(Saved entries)
----

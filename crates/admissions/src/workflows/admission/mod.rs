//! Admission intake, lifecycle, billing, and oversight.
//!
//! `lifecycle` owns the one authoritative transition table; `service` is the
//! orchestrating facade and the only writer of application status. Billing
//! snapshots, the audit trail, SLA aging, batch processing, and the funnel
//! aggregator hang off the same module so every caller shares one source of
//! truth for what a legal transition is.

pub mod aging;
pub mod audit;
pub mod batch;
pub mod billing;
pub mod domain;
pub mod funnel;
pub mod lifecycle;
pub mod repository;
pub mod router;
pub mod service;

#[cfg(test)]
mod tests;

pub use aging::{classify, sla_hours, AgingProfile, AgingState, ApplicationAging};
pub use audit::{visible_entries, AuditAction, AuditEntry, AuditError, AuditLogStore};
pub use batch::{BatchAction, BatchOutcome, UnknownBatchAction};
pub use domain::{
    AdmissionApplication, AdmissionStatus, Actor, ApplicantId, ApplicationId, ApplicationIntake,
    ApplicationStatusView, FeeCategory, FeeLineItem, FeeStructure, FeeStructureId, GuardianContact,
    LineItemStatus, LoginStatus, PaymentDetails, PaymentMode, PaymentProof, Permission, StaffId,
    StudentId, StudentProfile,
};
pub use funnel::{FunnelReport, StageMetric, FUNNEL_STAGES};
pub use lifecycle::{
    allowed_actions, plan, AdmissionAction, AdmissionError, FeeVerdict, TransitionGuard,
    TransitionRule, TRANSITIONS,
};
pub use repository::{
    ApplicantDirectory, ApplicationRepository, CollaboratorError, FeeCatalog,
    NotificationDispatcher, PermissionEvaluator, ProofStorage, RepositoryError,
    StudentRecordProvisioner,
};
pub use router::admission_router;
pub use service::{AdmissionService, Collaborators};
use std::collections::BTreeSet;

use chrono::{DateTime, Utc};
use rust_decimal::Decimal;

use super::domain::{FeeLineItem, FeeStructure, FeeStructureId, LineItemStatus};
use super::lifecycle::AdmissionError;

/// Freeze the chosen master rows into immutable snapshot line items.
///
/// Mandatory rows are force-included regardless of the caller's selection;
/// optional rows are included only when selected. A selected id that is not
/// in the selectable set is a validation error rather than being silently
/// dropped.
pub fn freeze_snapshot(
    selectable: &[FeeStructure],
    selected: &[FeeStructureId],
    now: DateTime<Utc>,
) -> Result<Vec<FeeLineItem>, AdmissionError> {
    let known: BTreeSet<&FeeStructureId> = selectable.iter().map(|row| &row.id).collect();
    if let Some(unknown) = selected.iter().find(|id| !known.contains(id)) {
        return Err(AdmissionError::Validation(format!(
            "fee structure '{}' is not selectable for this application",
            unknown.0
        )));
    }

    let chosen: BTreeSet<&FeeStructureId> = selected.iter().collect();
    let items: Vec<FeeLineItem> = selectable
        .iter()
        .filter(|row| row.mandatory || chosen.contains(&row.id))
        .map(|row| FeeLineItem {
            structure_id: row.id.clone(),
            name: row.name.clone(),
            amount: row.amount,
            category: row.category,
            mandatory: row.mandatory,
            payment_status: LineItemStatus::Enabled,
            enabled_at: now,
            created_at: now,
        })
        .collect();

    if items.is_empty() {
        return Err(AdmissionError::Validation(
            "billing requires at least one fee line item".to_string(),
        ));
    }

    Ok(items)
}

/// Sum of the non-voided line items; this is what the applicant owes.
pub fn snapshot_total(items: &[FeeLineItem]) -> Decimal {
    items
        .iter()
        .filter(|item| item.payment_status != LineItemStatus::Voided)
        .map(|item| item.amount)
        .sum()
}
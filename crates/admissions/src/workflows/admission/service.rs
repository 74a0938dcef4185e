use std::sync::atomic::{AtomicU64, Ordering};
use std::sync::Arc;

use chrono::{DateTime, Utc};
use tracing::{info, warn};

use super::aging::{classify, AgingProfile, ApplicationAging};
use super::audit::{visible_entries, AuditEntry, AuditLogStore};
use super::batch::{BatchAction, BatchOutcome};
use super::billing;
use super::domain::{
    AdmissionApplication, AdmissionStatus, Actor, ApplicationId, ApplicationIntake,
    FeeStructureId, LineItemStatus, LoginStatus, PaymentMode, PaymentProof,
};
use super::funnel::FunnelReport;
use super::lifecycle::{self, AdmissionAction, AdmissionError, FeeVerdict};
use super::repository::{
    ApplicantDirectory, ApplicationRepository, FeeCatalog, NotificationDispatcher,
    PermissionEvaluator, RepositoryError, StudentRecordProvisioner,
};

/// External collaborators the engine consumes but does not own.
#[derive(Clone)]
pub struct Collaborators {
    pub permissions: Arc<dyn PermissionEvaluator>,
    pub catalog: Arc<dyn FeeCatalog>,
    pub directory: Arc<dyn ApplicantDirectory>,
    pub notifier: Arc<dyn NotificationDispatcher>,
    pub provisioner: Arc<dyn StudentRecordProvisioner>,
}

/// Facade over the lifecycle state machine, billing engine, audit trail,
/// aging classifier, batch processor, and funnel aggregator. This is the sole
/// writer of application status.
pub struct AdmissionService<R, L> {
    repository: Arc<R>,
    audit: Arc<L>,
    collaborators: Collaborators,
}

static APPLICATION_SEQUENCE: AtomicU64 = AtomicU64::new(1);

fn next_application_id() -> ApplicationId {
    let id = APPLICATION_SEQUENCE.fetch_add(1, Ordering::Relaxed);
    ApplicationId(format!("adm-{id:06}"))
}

----

TASK INSTRUCTIONS. Whenever the string "filename" shows up in a line of the records, that line counts; state how many lines count, and only that.

ANSWER AREA. 2